The Kegel exercise is the cornerstone of pelvic floor (PF) rehabilitation for incontinence and prolapse. Some have called Kegels a worthless activity or a waste of time. Nothing could be further from the truth. Kegel exercises are highly effective if performed correctly and that is where women need more direct instruction. Today, I will give you that direct instruction.
Let me begin by telling you a proper Kegel or PF contraction is a two-step process. The first step is to squeeze your PF muscles as if to stop the flow of urine or the passing of gas. Usually, this step is the only one women are instructed in and the second most important step is left out. That critical second step is to draw your PF up into your pelvic outlet, as if there is a string attached from your belly button to you PF and you are attempting to pull it up into your abdomen. This elevation takes your pelvic floor from a bowl shape to a flattened, tighter position within your pelvic outlet.
You can confirm that you are doing the first part of the Kegel correctly by inserting your finger tip into your vaginal opening. You will feel a light squeeze on your finger when contracting your PF. The second part – the PF elevation – cannot be felt with palpation since the muscles that are working are internal. You can, however, feel your belly button draw in as you work to elevate your PF. The movement you are feeling is the contraction of your TA (Transversus Abdominis) muscle which cinches up your midsection and works in a coordinated fashion with your PF. One final cue is to remember to keep breathing as you elevate you PF. If you are holding your breath to draw your belly button in, you are using the wrong muscles. Therefore, focusing on continuing a steady breathing pattern is important.

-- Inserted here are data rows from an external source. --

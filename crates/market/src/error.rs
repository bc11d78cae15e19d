use thiserror::Error;

#[derive(Error, Debug)]
pub enum MarketError {
    #[error("day {index} is out of range for a series of {len} days")]
    IndexOutOfRange { index: usize, len: usize },
    #[error("invalid adjusted close {value} on day {day}")]
    InvalidPrice { day: usize, value: f64 },
    #[error("price table contains no rows")]
    Empty,
    #[error("failed to parse price table: {0}")]
    Csv(#[from] csv::Error),
    #[error("failed to read price table: {0}")]
    Io(#[from] std::io::Error),
}
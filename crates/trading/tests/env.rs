use market::PriceSeries;
use rl::{run_episode, Env, RandomPolicy, Space};
use std::io::{self, Write};
use trading::{
    LiquidationProceeds, RenderMode, ResetOptions, StockEnv, StockEnvConfig, TradeAction,
    TradingError,
};

const TOLERANCE: f64 = 1e-9;

fn env_with(prices: &[f64], config: StockEnvConfig) -> StockEnv {
    StockEnv::new(PriceSeries::from_prices(prices).unwrap(), config)
}

fn env(prices: &[f64]) -> StockEnv {
    env_with(prices, StockEnvConfig::default())
}

fn cash(amount: f64) -> ResetOptions {
    ResetOptions {
        starting_cash: Some(amount),
    }
}

fn assert_value_invariant(env: &StockEnv) {
    let state = env.state().unwrap();
    let expected = state.cash + state.shares_owned * state.share_price;
    assert!(
        (state.total_value - expected).abs() < TOLERANCE,
        "total {} != cash {} + shares {} * price {}",
        state.total_value,
        state.cash,
        state.shares_owned,
        state.share_price
    );
    assert!(state.shares_owned >= 0.0);
}

#[test]
fn reset_observes_cash_price_and_empty_position() {
    let mut env = env(&[10.0, 10.0, 20.0]);
    let (obs, info) = env.reset(None, cash(100.0)).unwrap();
    assert_eq!(obs, [100.0, 10.0, 0.0]);
    assert_eq!(info.record, None);
    assert_eq!(info.history_len, 0);

    let state = env.state().unwrap();
    assert_eq!(state.step_index, 0);
    assert_eq!(state.total_value, 100.0);
    assert_value_invariant(&env);
}

#[test]
fn reset_uses_configured_default_cash() {
    let mut env = env(&[10.0, 10.0]);
    let (obs, _) = env.reset(Some(1), ResetOptions::default()).unwrap();
    assert_eq!(obs[0], 10_000.0);
    assert_eq!(env.seed(), Some(1));
}

#[test]
fn small_buy_that_rounds_to_zero_shares_only_advances_the_day() {
    let mut env = env(&[10.0, 10.0, 20.0]);
    env.reset(None, cash(100.0)).unwrap();

    let step = env.step(0).unwrap();
    assert_eq!(step.observation, [100.0, 10.0, 0.0]);
    assert_eq!(step.reward, 0.0);
    assert!(!step.terminated);
    assert!(!step.truncated);

    let state = env.state().unwrap();
    assert_eq!(state.step_index, 1);
    assert_eq!(state.shares_owned, 0.0);
}

#[test]
fn hold_changes_nothing_but_the_day() {
    let mut env = env(&[10.0, 10.0, 20.0]);
    env.reset(None, cash(100.0)).unwrap();

    let step = env.step(TradeAction::Hold.index() as i64).unwrap();
    assert_eq!(step.reward, 0.0);
    assert_eq!(step.observation, [100.0, 10.0, 0.0]);
    assert_eq!(env.state().unwrap().step_index, 1);
    assert_eq!(env.history().last().unwrap().action, TradeAction::Hold);
}

#[test]
fn buy_moves_cash_into_shares_and_reward_tracks_price() {
    let mut env = env(&[10.0, 10.0, 12.0, 12.0]);
    env.reset(None, cash(1_000.0)).unwrap();

    // 20% of 1000 at 10 buys 20 shares.
    let buy = env.step_action(TradeAction::BuyLots).unwrap();
    assert_eq!(buy.observation, [800.0, 10.0, 200.0]);
    assert_eq!(buy.reward, 0.0);

    // Price rises to 12 while holding 20 shares.
    let hold = env.step_action(TradeAction::Hold).unwrap();
    assert_eq!(hold.observation, [800.0, 12.0, 240.0]);
    assert!((hold.reward - 40.0).abs() < TOLERANCE);
    assert_value_invariant(&env);
}

#[test]
fn sell_is_sized_from_cash_not_from_holdings() {
    let mut env = env(&[10.0, 10.0, 10.0, 10.0]);
    env.reset(None, cash(1_000.0)).unwrap();

    env.step_action(TradeAction::BuyLots).unwrap(); // 20 shares, cash 800
    let sell = env.step_action(TradeAction::SellModerate).unwrap(); // floor(80 / 10) = 8
    let state = env.state().unwrap();
    assert_eq!(state.shares_owned, 12.0);
    assert_eq!(state.cash, 880.0);
    assert_eq!(sell.reward, 0.0);
}

#[test]
fn oversized_sell_liquidates_without_proceeds_by_default() {
    let mut env = env(&[10.0, 10.0, 10.0, 10.0]);
    env.reset(None, cash(550.0)).unwrap();

    env.step_action(TradeAction::BuyModerate).unwrap(); // floor(55 / 10) = 5 shares
    assert_eq!(env.state().unwrap().shares_owned, 5.0);
    assert_eq!(env.state().unwrap().cash, 500.0);

    // floor(0.2 * 500 / 10) = 10 > 5 held
    let sell = env.step_action(TradeAction::SellLots).unwrap();
    let state = env.state().unwrap();
    assert_eq!(state.shares_owned, 0.0);
    assert_eq!(state.cash, 500.0);
    assert_eq!(sell.reward, -50.0);
    assert_value_invariant(&env);
}

#[test]
fn oversized_sell_can_credit_liquidation_proceeds() {
    let config = StockEnvConfig {
        liquidation: LiquidationProceeds::Credited,
        ..StockEnvConfig::default()
    };
    let mut env = env_with(&[10.0, 10.0, 10.0, 10.0], config);
    env.reset(None, cash(550.0)).unwrap();

    env.step_action(TradeAction::BuyModerate).unwrap();
    let sell = env.step_action(TradeAction::SellLots).unwrap();
    let state = env.state().unwrap();
    assert_eq!(state.shares_owned, 0.0);
    assert_eq!(state.cash, 550.0);
    assert_eq!(sell.reward, 0.0);
}

#[test]
fn sell_without_shares_is_a_no_op() {
    let mut env = env(&[10.0, 10.0, 10.0]);
    env.reset(None, cash(1_000.0)).unwrap();
    let step = env.step_action(TradeAction::SellLots).unwrap();
    assert_eq!(step.observation, [1_000.0, 10.0, 0.0]);
}

#[test]
fn last_day_always_terminates() {
    let mut env = env(&[10.0, 11.0]);
    env.reset(None, cash(1_000_000.0)).unwrap();
    let step = env.step_action(TradeAction::BuyLittle).unwrap();
    assert!(step.terminated);
    assert!(!step.truncated);
}

#[test]
fn unaffordable_next_price_terminates() {
    let mut env = env(&[10.0, 10.0, 1_000.0, 10.0]);
    env.reset(None, cash(100.0)).unwrap();
    let step = env.step_action(TradeAction::Hold).unwrap();
    assert!(step.terminated);
}

#[test]
fn exhausted_cash_terminates() {
    let mut env = env(&[10.0, 10.0, 10.0]);
    env.reset(None, cash(0.0)).unwrap();
    let step = env.step_action(TradeAction::Hold).unwrap();
    assert!(step.terminated);
    assert_eq!(env.state().unwrap().cash, 0.0);
}

#[test]
fn invalid_actions_are_rejected_without_side_effects() {
    let mut env = env(&[10.0, 10.0, 10.0]);
    env.reset(None, cash(100.0)).unwrap();

    for action in [7, -1, i64::MAX] {
        match env.step(action) {
            Err(TradingError::InvalidAction { action: rejected }) => assert_eq!(rejected, action),
            other => panic!("expected invalid action error, got {other:?}"),
        }
    }
    assert_eq!(env.state().unwrap().step_index, 0);
    assert!(env.history().is_empty());
}

#[test]
fn stepping_past_the_last_day_is_out_of_range() {
    let mut env = env(&[10.0, 10.0]);
    env.reset(None, cash(100.0)).unwrap();
    assert!(env.step_action(TradeAction::Hold).unwrap().terminated);

    match env.step_action(TradeAction::Hold) {
        Err(TradingError::IndexOutOfRange { index, len }) => {
            assert_eq!(index, 2);
            assert_eq!(len, 2);
        }
        other => panic!("expected out of range error, got {other:?}"),
    }
    assert_eq!(env.state().unwrap().step_index, 1);
    assert_eq!(env.history().len(), 1);
}

#[test]
fn step_before_reset_fails() {
    let mut env = env(&[10.0, 10.0]);
    assert!(matches!(env.step(6), Err(TradingError::NotReset)));
    assert!(matches!(
        env.render_to(&mut Vec::<u8>::new()),
        Err(TradingError::NotReset)
    ));
}

#[test]
fn reset_on_empty_series_is_out_of_range() {
    let mut env = StockEnv::new(PriceSeries::default(), StockEnvConfig::default());
    assert!(matches!(
        env.reset(None, ResetOptions::default()),
        Err(TradingError::IndexOutOfRange { index: 0, len: 0 })
    ));
}

#[test]
fn invalid_starting_cash_is_rejected() {
    let mut env = env(&[10.0, 10.0]);
    for bad in [-1.0, f64::NAN, f64::INFINITY] {
        assert!(matches!(
            env.reset(None, cash(bad)),
            Err(TradingError::InvalidStartingCash(_))
        ));
    }
}

#[test]
fn history_records_every_step_and_reset_clears_it() {
    let mut env = env(&[10.0, 10.0, 10.0, 10.0]);
    env.reset(None, cash(1_000.0)).unwrap();

    let first = env.step_action(TradeAction::BuyLots).unwrap();
    let second = env.step_action(TradeAction::Hold).unwrap();
    assert_eq!(first.info.history_len, 1);
    assert_eq!(second.info.history_len, 2);

    let records = env.history().records();
    assert_eq!(records[0].day, 1);
    assert_eq!(records[0].shares_owned, 20.0);
    assert_eq!(records[0].owned_shares_value, 200.0);
    assert_eq!(records[0].total_value, 1_000.0);
    assert_eq!(records[0].action, TradeAction::BuyLots);
    assert_eq!(Some(&records[1]), second.info.record.as_ref());

    let days: Vec<usize> = env.history().iter().map(|r| r.day).collect();
    assert_eq!(days, vec![1, 2]);

    let columns = env.history().columns();
    assert_eq!(columns.day, vec![1, 2]);
    assert_eq!(
        columns.action_selected,
        vec!["Buy lots (20.0%)", "Hold (0%)"]
    );

    env.reset(None, cash(1_000.0)).unwrap();
    assert!(env.history().is_empty());
}

#[test]
fn history_exports_as_csv_and_json() -> anyhow::Result<()> {
    let mut env = env(&[10.0, 10.0, 10.0]);
    env.reset(None, cash(1_000.0))?;
    env.step_action(TradeAction::BuyLittle)?;

    let mut csv = Vec::new();
    env.history().write_csv(&mut csv)?;
    let csv = String::from_utf8(csv)?;
    let mut lines = csv.lines();
    assert_eq!(
        lines.next(),
        Some("day,cash,shares_owned,owned_shares_value,total_value,action")
    );
    assert_eq!(
        lines.next(),
        Some("1,990.0,1.0,10.0,1000.0,Buy little (1.0%)")
    );

    let json = serde_json::to_value(env.history().columns())?;
    assert_eq!(json["action_selected"][0], "Buy little (1.0%)");
    assert_eq!(json["cash"][0], 990.0);
    Ok(())
}

#[test]
fn render_prints_one_labelled_line_per_field() {
    let series = PriceSeries::from_csv_path("tests/data/prices.csv").unwrap();
    let mut env = StockEnv::new(series, StockEnvConfig::default());
    env.reset(None, cash(1_000.0)).unwrap();

    let mut out = Vec::new();
    env.render_to(&mut out).unwrap();
    let text = String::from_utf8(out).unwrap();
    let lines: Vec<&str> = text.split('\n').collect();
    assert_eq!(lines[0], "Step: 0");
    assert_eq!(lines[1], "Cash: 1000");
    assert_eq!(lines[2], "Shares owned: 0");
    assert_eq!(lines[3], "Share price: 73.45");
    assert_eq!(lines[4], "Share value: 0");
    assert_eq!(lines[5], "Total value: 1000");
    assert!(lines[6].starts_with("Current price data: Date=2020-01-02"));
    assert!(lines[6].ends_with("Adj Close=73.45, Volume=135480400"));
    assert_eq!(lines[7], "");
    assert_eq!(lines[8], "");
    assert_eq!(lines.len(), 9);
}

/// Writer that rejects every write, like a closed pipe.
struct ClosedPipe;

impl Write for ClosedPipe {
    fn write(&mut self, _buf: &[u8]) -> io::Result<usize> {
        Err(io::ErrorKind::BrokenPipe.into())
    }

    fn flush(&mut self) -> io::Result<()> {
        Ok(())
    }
}

fn human() -> StockEnvConfig {
    StockEnvConfig {
        render_mode: Some(RenderMode::Human),
        ..StockEnvConfig::default()
    }
}

#[test]
fn human_mode_prints_the_new_day_after_each_step() {
    let series = PriceSeries::from_csv_path("tests/data/prices.csv").unwrap();
    let mut env = StockEnv::new(series, human());
    env.reset(None, cash(1_000.0)).unwrap();

    let mut out = Vec::new();
    env.step_action_to(TradeAction::Hold, &mut out).unwrap();
    let text = String::from_utf8(out).unwrap();

    let mut expected = Vec::new();
    env.render_to(&mut expected).unwrap();
    assert_eq!(text, String::from_utf8(expected).unwrap());

    let lines: Vec<&str> = text.lines().collect();
    assert_eq!(lines.len(), 8);
    assert_eq!(lines[0], "Step: 1");
    assert_eq!(lines[1], "Cash: 1000");
    assert_eq!(lines[2], "Shares owned: 0");
    assert!(lines[6].starts_with("Current price data: Date=2020-01-03"));
    assert_eq!(lines[7], "");
}

#[test]
fn steps_write_nothing_without_a_render_mode() {
    let mut env = env(&[10.0, 10.0, 10.0]);
    env.reset(None, cash(1_000.0)).unwrap();

    let mut out = Vec::<u8>::new();
    env.step_action_to(TradeAction::BuyLots, &mut out).unwrap();
    assert!(out.is_empty());
}

#[test]
fn render_failure_leaves_the_episode_on_the_previous_day() {
    let mut env = env_with(&[10.0, 10.0, 10.0], human());
    env.reset(None, cash(1_000.0)).unwrap();
    let before = *env.state().unwrap();

    let result = env.step_action_to(TradeAction::BuyLots, &mut ClosedPipe);
    assert!(matches!(result, Err(TradingError::Render(_))));
    assert_eq!(*env.state().unwrap(), before);
    assert!(env.history().is_empty());

    let step = env
        .step_action_to(TradeAction::BuyLots, &mut Vec::<u8>::new())
        .unwrap();
    assert_eq!(env.state().unwrap().step_index, 1);
    assert_eq!(step.info.history_len, 1);
}

#[test]
fn spaces_describe_seven_actions_and_a_three_value_observation() {
    let env = env(&[10.0, 10.0]);
    assert_eq!(env.action_space().n(), 7);
    assert!(env.action_space().contains(&6));
    assert!(!env.action_space().contains(&7));
    assert_eq!(env.observation_space().low(), &[0.0; 3]);
    assert_eq!(env.observation_space().high()[0], f32::MAX);
}

#[test]
fn random_episodes_keep_invariants_and_replay_identically() {
    let series = PriceSeries::from_csv_path("tests/data/prices.csv").unwrap();
    let mut env = StockEnv::new(series, StockEnvConfig::default());

    let mut rewards = Vec::new();
    let mut histories = Vec::new();
    for _ in 0..2 {
        let mut policy = RandomPolicy::with_seed(2024);
        env.reset(Some(2024), cash(10_000.0)).unwrap();
        let mut episode_rewards = Vec::new();
        loop {
            let action = rl::Policy::<[f32; 3], _>::act(&mut policy, &[0.0; 3], env.action_space());
            let step = env.step(action).unwrap();
            assert_value_invariant(&env);
            episode_rewards.push(step.reward);
            if step.terminated {
                break;
            }
        }
        rewards.push(episode_rewards);
        histories.push(env.history().clone());
    }
    assert_eq!(rewards[0], rewards[1]);
    assert_eq!(histories[0], histories[1]);
}

#[test]
fn rollout_driver_plays_a_full_episode() {
    let series = PriceSeries::from_csv_path("tests/data/prices.csv").unwrap();
    let mut env = StockEnv::new(series, StockEnvConfig::default());
    let mut policy = RandomPolicy::with_seed(9);
    let summary = run_episode(&mut env, &mut policy, Some(9), cash(10_000.0), None).unwrap();

    assert!(summary.terminated);
    assert!(summary.steps >= 1 && summary.steps <= 5);
    assert_eq!(env.history().len(), summary.steps);
    let final_total = env.history().last().unwrap().total_value;
    assert!((final_total - 10_000.0 - summary.total_reward).abs() < 1e-6);
}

It’s important to note that PF elevation is not easy as you first begin. It requires concentration and visualization because this is a contraction that you cannot see, but can only feel. Initially you should perform this exercise lying on your back with your knees bent. Work to hold your PF elevation for 8-10 seconds (remember to keep breathing normally!) before releasing and allowing your PF to completely relax.
On our Hab-It: Pelvic Floor DVD, I then instruct patients to follow this long hold with four “quick flicks” which are actually quick contractions of your PF or simply part one, outlined above, of a Kegel contraction. These don’t require a longer hold. Rather, they are performed to a rhythm of “contract-relax-contract-relax…” and so on. You can visualize these quick contractions being important for strong and fast reactions of your pelvic floor as you cough, laugh, or sneeze. The elevation of your PF that is the second part of the Kegel contraction works the muscles of your pelvic floor that have endurance roles. This includes supporting your bowel, bladder, and uterus, and giving effective compression to the pathway extending from your bladder to your urethral opening. It is this compression that will help to completely resolve your incontinence symptoms.
Simply performing the first part of the Kegel and just tightening the muscles around the three openings of your pelvic floor will NOT help with prolapse issues and usually will not completely resolve incontinence. It is this incomplete exercise instruction that is giving the Kegel a bad rap. Many women blog that they performed 40 + Kegel exercises per day for weeks and saw no results. My message is to try it again, focusing on a 2-step process and let us know the changes you experience after four weeks.
So, back to our initial question…”To Kegel or Not To Kegel?” I give an emphatic “YES”, you must Kegel but you also must do it right!